TASK BRIEF - Among the lines below, count those with "LastKnown". Give the total alone.

Stored items:
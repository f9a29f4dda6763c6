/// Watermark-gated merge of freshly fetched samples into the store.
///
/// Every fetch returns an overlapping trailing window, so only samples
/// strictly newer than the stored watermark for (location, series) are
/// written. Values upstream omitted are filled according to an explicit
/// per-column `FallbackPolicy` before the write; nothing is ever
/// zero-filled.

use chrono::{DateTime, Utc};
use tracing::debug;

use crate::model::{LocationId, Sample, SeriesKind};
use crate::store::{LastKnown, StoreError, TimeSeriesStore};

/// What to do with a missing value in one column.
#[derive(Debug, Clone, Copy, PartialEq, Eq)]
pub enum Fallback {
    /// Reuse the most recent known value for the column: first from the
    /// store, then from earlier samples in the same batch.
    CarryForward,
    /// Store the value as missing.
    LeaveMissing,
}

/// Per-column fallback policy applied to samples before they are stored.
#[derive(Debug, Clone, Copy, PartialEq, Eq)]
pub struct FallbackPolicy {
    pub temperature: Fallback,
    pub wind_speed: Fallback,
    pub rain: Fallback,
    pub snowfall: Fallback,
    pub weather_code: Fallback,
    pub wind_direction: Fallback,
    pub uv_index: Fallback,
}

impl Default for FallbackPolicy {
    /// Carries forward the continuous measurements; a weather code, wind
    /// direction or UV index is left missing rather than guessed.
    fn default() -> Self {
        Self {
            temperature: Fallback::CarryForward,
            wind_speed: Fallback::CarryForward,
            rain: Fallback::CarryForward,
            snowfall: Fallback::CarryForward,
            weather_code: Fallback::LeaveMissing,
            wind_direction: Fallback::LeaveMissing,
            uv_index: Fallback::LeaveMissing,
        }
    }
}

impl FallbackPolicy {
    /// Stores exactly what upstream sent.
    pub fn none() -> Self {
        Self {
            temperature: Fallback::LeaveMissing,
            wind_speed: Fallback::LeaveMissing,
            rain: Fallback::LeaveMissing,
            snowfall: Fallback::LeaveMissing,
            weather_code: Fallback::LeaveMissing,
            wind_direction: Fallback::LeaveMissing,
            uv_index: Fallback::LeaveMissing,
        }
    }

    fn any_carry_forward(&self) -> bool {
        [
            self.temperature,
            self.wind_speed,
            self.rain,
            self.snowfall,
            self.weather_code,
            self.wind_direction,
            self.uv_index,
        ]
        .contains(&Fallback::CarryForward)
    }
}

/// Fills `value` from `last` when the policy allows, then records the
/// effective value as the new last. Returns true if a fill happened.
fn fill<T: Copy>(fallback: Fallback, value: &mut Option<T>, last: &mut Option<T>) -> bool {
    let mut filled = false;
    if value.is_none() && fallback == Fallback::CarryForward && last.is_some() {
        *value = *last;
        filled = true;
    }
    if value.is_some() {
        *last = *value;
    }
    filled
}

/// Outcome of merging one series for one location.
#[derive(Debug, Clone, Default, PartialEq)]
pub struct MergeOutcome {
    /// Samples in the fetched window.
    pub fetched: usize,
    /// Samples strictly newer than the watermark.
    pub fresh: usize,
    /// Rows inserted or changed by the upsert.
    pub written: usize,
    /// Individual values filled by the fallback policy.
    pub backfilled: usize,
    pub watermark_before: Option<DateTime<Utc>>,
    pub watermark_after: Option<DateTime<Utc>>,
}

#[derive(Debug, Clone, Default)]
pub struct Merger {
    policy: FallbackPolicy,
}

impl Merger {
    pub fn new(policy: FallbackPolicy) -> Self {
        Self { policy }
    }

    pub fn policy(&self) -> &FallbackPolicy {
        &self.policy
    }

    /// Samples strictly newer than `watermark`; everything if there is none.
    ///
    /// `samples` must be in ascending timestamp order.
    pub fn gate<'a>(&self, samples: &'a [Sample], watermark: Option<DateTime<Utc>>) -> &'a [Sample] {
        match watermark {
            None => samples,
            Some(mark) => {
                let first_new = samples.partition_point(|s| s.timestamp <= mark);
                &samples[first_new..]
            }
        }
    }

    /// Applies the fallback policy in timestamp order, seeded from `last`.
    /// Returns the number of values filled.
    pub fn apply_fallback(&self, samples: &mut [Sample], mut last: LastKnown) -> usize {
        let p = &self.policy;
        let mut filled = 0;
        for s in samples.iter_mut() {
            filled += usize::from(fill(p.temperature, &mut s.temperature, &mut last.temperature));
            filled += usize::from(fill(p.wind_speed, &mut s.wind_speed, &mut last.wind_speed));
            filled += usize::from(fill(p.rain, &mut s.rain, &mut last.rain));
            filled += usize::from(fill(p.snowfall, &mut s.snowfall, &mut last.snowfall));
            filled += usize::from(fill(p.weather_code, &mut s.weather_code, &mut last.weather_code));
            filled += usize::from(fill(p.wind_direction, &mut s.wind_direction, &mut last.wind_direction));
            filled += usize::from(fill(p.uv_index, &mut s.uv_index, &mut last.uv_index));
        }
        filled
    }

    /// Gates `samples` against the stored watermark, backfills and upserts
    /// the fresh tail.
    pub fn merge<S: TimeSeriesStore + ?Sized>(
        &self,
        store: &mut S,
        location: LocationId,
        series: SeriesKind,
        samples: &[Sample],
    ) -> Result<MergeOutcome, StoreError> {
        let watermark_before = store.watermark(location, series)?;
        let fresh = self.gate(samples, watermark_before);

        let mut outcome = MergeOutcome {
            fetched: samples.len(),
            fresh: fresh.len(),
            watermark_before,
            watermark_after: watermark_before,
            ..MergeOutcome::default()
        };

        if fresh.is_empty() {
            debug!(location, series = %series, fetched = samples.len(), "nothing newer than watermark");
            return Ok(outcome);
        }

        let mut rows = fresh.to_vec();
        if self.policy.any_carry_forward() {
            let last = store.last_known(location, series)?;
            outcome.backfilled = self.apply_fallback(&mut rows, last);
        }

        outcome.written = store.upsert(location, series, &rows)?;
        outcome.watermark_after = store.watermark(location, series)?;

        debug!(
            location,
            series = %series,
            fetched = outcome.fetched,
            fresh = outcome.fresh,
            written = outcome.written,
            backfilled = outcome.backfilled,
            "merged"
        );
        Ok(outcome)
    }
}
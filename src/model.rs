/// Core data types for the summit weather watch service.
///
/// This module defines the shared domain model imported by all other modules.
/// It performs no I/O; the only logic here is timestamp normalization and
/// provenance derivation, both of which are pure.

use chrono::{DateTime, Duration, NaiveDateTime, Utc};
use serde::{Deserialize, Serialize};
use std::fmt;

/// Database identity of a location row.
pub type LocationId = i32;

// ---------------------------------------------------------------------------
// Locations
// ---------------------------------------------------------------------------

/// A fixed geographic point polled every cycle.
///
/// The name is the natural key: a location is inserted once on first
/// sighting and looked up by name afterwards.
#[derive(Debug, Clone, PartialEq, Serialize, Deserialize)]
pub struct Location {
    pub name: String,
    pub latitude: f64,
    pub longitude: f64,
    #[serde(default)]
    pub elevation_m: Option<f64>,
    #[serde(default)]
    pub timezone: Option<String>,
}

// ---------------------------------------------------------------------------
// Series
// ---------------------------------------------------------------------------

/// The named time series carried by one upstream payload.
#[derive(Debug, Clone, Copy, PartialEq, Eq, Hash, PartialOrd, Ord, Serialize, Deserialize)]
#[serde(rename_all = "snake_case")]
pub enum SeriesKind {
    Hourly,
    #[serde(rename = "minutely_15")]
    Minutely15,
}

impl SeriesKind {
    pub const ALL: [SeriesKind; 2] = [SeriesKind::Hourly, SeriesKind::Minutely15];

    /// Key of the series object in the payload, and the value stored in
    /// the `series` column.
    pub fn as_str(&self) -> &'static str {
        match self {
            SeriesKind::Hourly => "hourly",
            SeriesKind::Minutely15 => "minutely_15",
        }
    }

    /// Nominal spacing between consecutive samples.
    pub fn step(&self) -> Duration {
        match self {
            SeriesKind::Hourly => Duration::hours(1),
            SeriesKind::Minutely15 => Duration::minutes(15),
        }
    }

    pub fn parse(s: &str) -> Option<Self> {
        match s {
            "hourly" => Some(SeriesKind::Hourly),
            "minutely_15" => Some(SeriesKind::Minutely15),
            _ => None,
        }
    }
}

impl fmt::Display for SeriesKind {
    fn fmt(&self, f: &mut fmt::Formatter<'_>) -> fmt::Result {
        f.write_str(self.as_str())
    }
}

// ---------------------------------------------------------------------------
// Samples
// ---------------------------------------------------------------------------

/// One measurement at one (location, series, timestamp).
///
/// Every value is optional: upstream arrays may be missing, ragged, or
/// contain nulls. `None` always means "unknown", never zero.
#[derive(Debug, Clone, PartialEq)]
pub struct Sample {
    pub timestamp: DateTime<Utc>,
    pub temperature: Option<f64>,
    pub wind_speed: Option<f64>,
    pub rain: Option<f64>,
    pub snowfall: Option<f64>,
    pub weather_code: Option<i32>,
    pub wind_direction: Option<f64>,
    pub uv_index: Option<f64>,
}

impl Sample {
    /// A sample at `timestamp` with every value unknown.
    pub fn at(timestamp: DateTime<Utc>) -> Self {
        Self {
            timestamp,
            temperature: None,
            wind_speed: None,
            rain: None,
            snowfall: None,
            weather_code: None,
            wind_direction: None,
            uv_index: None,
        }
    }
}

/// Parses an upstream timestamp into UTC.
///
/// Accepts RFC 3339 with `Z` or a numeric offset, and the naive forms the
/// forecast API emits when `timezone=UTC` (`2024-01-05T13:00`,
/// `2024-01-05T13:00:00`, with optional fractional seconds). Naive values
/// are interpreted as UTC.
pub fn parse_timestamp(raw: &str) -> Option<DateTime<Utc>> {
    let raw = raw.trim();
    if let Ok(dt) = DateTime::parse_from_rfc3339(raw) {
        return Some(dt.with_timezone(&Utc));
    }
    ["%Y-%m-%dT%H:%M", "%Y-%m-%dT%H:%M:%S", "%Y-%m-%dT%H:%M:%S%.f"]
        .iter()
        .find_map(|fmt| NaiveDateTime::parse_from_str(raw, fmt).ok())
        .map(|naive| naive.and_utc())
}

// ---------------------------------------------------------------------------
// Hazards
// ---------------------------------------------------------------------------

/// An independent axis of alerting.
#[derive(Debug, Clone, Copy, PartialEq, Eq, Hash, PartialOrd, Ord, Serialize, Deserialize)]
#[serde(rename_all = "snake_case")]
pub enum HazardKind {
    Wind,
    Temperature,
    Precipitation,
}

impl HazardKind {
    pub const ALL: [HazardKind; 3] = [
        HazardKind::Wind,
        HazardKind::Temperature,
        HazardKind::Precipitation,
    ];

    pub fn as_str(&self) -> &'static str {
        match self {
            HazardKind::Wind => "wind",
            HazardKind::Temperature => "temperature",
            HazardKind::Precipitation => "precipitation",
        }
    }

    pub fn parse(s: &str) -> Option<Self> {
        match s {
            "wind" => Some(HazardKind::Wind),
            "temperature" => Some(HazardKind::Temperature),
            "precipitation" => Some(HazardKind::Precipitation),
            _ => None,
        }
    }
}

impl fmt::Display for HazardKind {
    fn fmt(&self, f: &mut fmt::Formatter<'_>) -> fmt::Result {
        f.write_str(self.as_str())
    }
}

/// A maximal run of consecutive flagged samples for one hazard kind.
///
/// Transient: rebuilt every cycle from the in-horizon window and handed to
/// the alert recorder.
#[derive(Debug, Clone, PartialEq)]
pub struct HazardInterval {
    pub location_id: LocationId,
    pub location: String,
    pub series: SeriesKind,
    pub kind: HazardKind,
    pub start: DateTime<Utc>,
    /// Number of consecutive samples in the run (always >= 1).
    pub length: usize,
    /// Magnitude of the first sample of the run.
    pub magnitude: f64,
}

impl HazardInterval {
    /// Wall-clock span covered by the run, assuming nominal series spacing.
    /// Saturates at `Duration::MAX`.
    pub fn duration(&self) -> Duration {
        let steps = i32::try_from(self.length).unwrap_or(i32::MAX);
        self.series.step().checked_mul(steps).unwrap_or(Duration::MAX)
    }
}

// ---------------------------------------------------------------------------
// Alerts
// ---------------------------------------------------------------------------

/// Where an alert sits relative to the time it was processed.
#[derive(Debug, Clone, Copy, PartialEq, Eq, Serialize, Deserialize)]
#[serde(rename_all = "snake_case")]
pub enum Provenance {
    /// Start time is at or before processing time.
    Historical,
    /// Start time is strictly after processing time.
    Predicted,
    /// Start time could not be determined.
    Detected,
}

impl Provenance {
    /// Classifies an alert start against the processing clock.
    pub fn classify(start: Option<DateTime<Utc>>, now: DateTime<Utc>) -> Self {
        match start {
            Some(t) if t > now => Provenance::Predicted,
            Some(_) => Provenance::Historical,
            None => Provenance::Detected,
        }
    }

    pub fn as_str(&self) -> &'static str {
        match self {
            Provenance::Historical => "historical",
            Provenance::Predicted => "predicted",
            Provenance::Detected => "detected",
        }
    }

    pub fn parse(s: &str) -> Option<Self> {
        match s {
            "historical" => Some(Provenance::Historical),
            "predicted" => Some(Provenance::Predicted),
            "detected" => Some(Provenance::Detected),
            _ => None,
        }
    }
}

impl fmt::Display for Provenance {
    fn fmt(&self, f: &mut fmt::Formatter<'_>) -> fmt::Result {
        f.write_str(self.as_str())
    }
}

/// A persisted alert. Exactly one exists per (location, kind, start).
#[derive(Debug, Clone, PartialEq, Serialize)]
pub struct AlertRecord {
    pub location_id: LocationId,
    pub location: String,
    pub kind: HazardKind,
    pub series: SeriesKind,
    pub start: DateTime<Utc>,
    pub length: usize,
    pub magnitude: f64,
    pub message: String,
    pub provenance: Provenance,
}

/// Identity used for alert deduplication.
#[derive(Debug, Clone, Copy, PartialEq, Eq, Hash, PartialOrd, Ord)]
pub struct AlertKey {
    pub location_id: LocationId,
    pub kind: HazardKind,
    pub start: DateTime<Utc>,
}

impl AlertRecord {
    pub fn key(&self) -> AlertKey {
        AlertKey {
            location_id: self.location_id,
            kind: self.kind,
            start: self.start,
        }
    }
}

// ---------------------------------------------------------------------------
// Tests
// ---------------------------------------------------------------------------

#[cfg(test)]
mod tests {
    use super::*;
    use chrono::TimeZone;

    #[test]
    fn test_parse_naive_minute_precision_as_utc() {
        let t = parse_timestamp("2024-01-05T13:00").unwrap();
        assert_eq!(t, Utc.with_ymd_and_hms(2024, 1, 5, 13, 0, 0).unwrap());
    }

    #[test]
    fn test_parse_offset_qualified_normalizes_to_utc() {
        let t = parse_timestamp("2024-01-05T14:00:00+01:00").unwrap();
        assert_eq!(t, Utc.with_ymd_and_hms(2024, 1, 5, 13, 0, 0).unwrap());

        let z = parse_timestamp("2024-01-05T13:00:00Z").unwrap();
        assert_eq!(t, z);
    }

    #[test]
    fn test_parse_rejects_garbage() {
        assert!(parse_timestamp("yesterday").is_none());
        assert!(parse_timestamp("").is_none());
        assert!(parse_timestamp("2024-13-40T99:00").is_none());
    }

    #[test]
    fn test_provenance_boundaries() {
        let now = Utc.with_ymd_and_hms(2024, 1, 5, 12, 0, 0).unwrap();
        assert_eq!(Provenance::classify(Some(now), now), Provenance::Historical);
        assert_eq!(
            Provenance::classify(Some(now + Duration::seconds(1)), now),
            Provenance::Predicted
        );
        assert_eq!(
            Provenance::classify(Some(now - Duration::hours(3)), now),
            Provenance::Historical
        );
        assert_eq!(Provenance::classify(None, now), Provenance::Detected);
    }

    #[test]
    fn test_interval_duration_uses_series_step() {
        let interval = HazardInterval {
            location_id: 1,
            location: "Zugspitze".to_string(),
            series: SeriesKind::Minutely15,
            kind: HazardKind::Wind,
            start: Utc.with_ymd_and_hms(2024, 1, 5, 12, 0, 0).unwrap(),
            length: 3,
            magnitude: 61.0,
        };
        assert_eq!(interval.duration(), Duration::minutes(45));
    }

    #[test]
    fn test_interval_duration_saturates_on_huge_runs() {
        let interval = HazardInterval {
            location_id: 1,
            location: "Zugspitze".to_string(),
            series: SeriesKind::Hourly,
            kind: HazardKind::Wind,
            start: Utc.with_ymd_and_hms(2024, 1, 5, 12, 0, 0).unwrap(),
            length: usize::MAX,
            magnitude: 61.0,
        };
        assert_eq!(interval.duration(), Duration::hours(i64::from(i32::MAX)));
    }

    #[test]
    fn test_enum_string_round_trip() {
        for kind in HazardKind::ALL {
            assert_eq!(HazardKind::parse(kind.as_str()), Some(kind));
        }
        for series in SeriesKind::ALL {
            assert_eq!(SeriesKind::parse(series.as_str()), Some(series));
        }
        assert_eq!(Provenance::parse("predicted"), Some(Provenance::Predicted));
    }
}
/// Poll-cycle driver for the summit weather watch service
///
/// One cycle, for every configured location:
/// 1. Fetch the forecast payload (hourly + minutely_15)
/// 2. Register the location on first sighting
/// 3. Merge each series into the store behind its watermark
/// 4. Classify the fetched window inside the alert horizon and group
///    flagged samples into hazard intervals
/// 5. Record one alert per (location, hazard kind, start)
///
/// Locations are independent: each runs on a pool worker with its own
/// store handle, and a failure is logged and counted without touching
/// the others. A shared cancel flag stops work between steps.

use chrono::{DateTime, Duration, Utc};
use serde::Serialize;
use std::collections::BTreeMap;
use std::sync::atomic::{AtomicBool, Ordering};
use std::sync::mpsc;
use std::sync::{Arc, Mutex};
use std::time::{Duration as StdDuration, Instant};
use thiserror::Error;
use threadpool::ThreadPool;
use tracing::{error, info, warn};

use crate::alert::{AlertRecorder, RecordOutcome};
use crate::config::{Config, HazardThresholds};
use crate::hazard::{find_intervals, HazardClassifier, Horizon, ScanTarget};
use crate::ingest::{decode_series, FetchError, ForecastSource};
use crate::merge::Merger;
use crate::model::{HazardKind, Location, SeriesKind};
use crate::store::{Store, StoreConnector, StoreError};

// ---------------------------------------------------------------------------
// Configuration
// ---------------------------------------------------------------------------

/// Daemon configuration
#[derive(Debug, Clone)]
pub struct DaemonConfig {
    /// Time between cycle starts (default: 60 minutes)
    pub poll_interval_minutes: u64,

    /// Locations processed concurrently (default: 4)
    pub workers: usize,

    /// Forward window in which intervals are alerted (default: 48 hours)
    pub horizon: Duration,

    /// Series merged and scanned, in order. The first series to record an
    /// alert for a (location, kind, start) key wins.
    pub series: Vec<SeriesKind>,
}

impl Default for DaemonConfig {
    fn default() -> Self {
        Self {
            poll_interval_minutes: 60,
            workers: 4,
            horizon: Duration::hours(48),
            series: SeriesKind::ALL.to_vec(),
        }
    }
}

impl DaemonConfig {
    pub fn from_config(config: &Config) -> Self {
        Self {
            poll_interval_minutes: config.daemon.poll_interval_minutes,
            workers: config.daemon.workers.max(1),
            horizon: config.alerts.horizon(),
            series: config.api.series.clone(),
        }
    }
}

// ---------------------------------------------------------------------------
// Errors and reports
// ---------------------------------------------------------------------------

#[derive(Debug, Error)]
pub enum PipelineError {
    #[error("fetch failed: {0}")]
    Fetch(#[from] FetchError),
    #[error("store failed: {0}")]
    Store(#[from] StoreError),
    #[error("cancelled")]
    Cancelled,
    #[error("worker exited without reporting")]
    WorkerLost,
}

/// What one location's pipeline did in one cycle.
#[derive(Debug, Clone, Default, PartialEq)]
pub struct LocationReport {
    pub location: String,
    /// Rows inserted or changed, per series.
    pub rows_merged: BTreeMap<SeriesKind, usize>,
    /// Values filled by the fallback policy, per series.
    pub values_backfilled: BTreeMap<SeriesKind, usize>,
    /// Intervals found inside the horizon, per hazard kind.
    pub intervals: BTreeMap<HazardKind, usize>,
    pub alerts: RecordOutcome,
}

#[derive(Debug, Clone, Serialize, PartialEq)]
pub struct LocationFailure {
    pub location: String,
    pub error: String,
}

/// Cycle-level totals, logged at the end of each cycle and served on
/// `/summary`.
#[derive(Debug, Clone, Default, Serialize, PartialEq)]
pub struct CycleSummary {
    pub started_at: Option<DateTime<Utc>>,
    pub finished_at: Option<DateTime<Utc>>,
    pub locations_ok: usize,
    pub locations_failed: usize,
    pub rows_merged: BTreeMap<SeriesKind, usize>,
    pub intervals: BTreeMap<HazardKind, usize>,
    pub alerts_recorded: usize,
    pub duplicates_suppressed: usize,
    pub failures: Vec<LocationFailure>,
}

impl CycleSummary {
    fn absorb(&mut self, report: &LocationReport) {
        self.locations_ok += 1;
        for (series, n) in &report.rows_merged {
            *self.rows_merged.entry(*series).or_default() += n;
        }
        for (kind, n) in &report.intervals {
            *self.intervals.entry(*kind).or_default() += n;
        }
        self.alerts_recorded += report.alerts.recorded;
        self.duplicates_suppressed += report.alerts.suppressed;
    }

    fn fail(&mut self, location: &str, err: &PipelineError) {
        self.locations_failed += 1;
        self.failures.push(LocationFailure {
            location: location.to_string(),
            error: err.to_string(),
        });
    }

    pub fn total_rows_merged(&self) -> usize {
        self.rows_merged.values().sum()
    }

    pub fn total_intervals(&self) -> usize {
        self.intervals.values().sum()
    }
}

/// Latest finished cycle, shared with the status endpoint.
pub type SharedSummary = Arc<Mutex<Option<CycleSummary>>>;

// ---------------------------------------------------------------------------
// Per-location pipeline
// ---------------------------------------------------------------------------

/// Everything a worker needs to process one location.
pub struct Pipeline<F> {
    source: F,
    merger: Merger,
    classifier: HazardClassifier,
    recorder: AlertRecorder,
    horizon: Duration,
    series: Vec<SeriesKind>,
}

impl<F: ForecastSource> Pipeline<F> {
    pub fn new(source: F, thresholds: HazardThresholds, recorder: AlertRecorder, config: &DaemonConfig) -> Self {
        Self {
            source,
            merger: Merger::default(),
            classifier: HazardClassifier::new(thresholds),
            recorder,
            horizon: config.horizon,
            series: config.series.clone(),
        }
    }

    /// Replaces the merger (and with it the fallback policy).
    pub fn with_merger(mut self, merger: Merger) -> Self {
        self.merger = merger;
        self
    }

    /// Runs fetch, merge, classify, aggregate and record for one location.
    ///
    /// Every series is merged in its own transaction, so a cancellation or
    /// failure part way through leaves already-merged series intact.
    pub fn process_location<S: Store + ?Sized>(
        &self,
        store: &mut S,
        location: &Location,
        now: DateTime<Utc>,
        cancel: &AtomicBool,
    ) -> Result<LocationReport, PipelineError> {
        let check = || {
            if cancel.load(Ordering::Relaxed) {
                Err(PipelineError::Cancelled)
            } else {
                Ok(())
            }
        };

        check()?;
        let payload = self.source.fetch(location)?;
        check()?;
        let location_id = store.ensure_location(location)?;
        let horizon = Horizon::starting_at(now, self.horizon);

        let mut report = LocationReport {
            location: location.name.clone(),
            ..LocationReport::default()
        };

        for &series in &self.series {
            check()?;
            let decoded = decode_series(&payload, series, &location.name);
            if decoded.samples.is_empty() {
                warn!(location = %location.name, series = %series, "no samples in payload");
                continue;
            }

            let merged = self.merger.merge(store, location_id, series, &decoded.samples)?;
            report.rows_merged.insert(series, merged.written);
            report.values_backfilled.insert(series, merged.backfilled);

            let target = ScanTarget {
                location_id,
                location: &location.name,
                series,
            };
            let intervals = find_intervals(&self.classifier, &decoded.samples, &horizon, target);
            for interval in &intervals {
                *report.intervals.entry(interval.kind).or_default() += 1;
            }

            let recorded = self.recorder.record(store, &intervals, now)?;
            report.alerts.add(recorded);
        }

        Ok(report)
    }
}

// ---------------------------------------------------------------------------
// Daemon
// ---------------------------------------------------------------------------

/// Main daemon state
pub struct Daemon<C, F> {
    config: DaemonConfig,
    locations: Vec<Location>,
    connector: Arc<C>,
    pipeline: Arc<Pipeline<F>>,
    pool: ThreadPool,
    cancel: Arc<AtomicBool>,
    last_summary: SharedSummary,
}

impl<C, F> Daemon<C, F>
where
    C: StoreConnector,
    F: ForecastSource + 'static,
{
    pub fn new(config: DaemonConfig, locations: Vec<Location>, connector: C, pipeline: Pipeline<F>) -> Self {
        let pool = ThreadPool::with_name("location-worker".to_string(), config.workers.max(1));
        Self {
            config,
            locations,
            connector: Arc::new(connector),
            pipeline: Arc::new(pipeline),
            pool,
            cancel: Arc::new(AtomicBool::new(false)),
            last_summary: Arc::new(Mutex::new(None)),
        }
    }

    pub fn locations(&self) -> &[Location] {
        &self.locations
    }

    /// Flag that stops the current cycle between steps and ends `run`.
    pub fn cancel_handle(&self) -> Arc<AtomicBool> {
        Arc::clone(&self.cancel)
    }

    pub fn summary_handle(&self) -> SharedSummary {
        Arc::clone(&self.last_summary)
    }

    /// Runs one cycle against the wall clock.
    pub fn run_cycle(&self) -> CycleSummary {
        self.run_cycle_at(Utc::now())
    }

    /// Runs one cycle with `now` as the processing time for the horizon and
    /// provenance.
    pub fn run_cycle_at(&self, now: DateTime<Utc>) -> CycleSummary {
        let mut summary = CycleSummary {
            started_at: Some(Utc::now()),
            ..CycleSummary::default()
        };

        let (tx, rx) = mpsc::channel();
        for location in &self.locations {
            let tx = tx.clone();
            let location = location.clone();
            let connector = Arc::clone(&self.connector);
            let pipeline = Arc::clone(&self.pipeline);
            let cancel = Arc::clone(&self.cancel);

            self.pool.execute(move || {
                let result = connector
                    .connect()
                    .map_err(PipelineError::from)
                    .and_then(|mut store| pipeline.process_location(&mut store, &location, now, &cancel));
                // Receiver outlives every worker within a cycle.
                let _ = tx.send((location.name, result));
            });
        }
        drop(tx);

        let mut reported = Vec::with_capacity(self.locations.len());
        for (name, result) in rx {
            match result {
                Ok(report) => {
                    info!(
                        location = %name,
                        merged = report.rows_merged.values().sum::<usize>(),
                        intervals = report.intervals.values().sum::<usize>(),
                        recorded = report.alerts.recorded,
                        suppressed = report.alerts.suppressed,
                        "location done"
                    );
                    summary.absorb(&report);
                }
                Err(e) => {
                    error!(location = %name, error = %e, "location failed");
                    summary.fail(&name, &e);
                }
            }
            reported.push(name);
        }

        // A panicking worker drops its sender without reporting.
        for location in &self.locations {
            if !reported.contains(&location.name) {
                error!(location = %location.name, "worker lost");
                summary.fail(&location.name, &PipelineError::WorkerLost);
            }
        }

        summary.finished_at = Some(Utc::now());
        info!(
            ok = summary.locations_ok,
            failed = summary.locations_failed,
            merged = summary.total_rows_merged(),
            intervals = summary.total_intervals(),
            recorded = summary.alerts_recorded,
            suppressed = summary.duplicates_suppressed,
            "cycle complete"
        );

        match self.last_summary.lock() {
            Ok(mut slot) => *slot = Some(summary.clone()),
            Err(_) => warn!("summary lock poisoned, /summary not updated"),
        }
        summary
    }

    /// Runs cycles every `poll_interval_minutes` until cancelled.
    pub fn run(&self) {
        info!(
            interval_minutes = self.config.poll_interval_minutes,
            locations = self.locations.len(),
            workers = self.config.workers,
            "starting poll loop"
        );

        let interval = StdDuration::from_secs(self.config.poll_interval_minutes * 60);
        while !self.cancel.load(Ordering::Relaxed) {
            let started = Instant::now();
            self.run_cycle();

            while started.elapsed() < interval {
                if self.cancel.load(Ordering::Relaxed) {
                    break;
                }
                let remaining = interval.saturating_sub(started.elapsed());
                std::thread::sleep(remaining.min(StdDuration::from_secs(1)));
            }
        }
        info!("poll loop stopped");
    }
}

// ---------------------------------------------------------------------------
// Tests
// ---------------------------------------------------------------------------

OUTPUT OF THE TASK - 2